I just observed that authentication for replication is only needed for
design documents, anyone can replicate normal documents into a remote
database. Is this a bug? This behaviour occurs for push replication,
0.9.0 code.

Unfortunately I'm going to have a lots of push replication as the main
source of data are offline machines which occasionally get connected
to online nodes. I'm considering using some reverse tunnels but for
now it'd be a PITA; so what are the exact deficiencies of push vs
pull?

cheers,
Wojtek

Re: replication & auth

Posted by Chris Anderson <jc...@apache.org>.
On Tue, May 26, 2009 at 9:06 AM, Wojciech Kaczmarek
<ka...@gmail.com> wrote:
> Hi!
>
> I just observed that authentication for replication is only needed for
> design documents, anyone can replicate normal documents into a remote
> database. Is this a bug?

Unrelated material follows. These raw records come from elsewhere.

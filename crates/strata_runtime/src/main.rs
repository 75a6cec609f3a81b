//! Strata Runtime
//!
//! Minimal binary that boots the profiler and runs an instrumented
//! demo workload: a few worker threads plus a frame loop, exported as a
//! JSON trace on exit.

use anyhow::{Context, Result};
use std::path::Path;
use std::time::Duration;
use strata_profiler::{profile_scope, ProfilerConfig};

const SETTINGS_PATH: &str = "strata.settings.json";

/// Load settings from `strata.settings.json` next to the binary, falling
/// back to defaults when the file is absent.
fn load_config() -> Result<ProfilerConfig> {
    let path = Path::new(SETTINGS_PATH);
    if !path.exists() {
        return Ok(ProfilerConfig::default());
    }
    let raw = std::fs::read_to_string(path)
        .with_context(|| format!("reading {SETTINGS_PATH}"))?;
    let config: ProfilerConfig =
        serde_json::from_str(&raw).with_context(|| format!("parsing {SETTINGS_PATH}"))?;
    Ok(config)
}

fn simulate_chunk_generation(seed: u64) -> u64 {
    profile_scope!("Terrain::GenerateChunk");
    let mut acc = seed;
    for i in 0..20_000u64 {
        acc = acc.wrapping_mul(6364136223846793005).wrapping_add(i);
    }
    acc
}

fn simulate_mesh_build(seed: u64) -> u64 {
    profile_scope!("Chunk::BuildMesh");
    let mut acc = seed;
    for i in 0..8_000u64 {
        acc ^= acc.rotate_left((i % 63) as u32);
    }
    acc
}

fn frame_update(frame: u64) {
    profile_scope!("Frame::Update");
    std::hint::black_box(simulate_mesh_build(frame));
    std::thread::sleep(Duration::from_millis(2));
}

fn main() -> Result<()> {
    tracing_subscriber::fmt::init();

    let config = load_config()?;
    let trace_path = config.output_path.clone();
    strata_profiler::init(config)?;
    let profiler = strata_profiler::global().context("profiler not initialized")?;

    tracing::info!("Strata profiler runtime");
    profiler.begin_session("demo")?;

    // Background generation workers, instrumented like engine threads.
    let workers: Vec<_> = (0..4u64)
        .map(|worker| {
            std::thread::spawn(move || {
                let mut acc = worker;
                for _ in 0..50 {
                    acc = std::hint::black_box(simulate_chunk_generation(acc));
                }
            })
        })
        .collect();

    for frame in 0..120 {
        frame_update(frame);
        if let Some(ctx) = strata_profiler::global() {
            ctx.end_frame();
        }
    }

    for worker in workers {
        if worker.join().is_err() {
            tracing::warn!("generation worker panicked");
        }
    }

    let snapshot = profiler.latest_snapshot();
    for scope in &snapshot.scopes {
        tracing::info!(
            scope = %scope.name,
            count = scope.count,
            avg_us = scope.avg_nanos / 1_000,
            max_us = scope.max_nanos / 1_000,
            "scope totals"
        );
    }
    if snapshot.dropped_samples > 0 {
        tracing::warn!(dropped = snapshot.dropped_samples, "samples were dropped");
    }

    strata_profiler::shutdown()?;
    tracing::info!(path = %trace_path.display(), "trace written");
    Ok(())
}
//! Bounded ring of recent sample durations

use crate::inline_seq::InlineSequence;

/// Durations kept inline before spilling; covers the common `max_samples`
/// range without heap allocation.
const INLINE_SAMPLES: usize = 32;

/// FIFO ring holding the most recent `capacity` sample durations, in ticks.
///
/// Eviction only forgets the raw duration; session-lifetime aggregates
/// (count/min/max/sum) live on the owning record and are never recomputed
/// from this ring.
pub struct SampleRing {
    samples: InlineSequence<u64, INLINE_SAMPLES>,
    capacity: usize,
    next: usize,
}

impl SampleRing {
    pub fn new(capacity: usize) -> Self {
        debug_assert!(capacity > 0);
        Self {
            samples: InlineSequence::new(),
            capacity,
            next: 0,
        }
    }

    pub fn push(&mut self, ticks: u64) {
        if self.samples.len() < self.capacity {
            self.samples.push(ticks);
        } else {
            let slot = self
                .samples
                .get_mut(self.next)
                .expect("ring cursor within filled range");
            *slot = ticks;
        }
        self.next = (self.next + 1) % self.capacity;
    }

    #[inline]
    pub fn len(&self) -> usize {
        self.samples.len()
    }

    #[inline]
    pub fn is_empty(&self) -> bool {
        self.samples.is_empty()
    }

    /// Retained samples, oldest first.
    pub fn snapshot(&self) -> Vec<u64> {
        let len = self.samples.len();
        let mut out = Vec::with_capacity(len);
        // Once full, `next` points at the oldest retained sample.
        let start = if len < self.capacity { 0 } else { self.next };
        for i in 0..len {
            let idx = (start + i) % len.max(1);
            if let Some(&v) = self.samples.get(idx) {
                out.push(v);
            }
        }
        out
    }

    pub fn clear(&mut self) {
        self.samples.clear();
        self.next = 0;
    }
}

#[cfg(test)]
mod tests {
    use super::*;

    #[test]
    fn test_fills_then_evicts_oldest() {
        let mut ring = SampleRing::new(3);
        ring.push(1);
        ring.push(2);
        assert_eq!(ring.snapshot(), vec![1, 2]);

        ring.push(3);
        ring.push(4); // evicts 1
        assert_eq!(ring.len(), 3);
        assert_eq!(ring.snapshot(), vec![2, 3, 4]);

        ring.push(5);
        ring.push(6);
        ring.push(7); // full wrap
        assert_eq!(ring.snapshot(), vec![5, 6, 7]);
    }

    #[test]
    fn test_capacity_one() {
        let mut ring = SampleRing::new(1);
        ring.push(10);
        ring.push(20);
        assert_eq!(ring.snapshot(), vec![20]);
    }

    #[test]
    fn test_clear() {
        let mut ring = SampleRing::new(2);
        ring.push(1);
        ring.push(2);
        ring.push(3);
        ring.clear();
        assert!(ring.is_empty());
        ring.push(9);
        assert_eq!(ring.snapshot(), vec![9]);
    }

    #[test]
    fn test_spills_past_inline_block() {
        let mut ring = SampleRing::new(64);
        for v in 0..64 {
            ring.push(v);
        }
        let snap = ring.snapshot();
        assert_eq!(snap.len(), 64);
        assert_eq!(snap[0], 0);
        assert_eq!(snap[63], 63);

        ring.push(64); // evicts 0
        let snap = ring.snapshot();
        assert_eq!(snap[0], 1);
        assert_eq!(snap[63], 64);
    }
}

This behaviour occurs for push replication,
> 0.9.0 code.
>
> Unfortunately I'm going to have a lots of push replication as the main
> source of data are offline machines which occasionally get connected
> to online nodes. I'm considering using some reverse tunnels but for
> now it'd be a PITA; so what are the exact deficiencies of push vs
> pull?
>

Replication is just another HTTP client, so unless you have a
validation function that blocks anonymous users from saving to your
database, anyone can push replicate. By default only admins can make a
design documents, so as long as you have a database admin setup, you
won't see untrusted users editing design docs.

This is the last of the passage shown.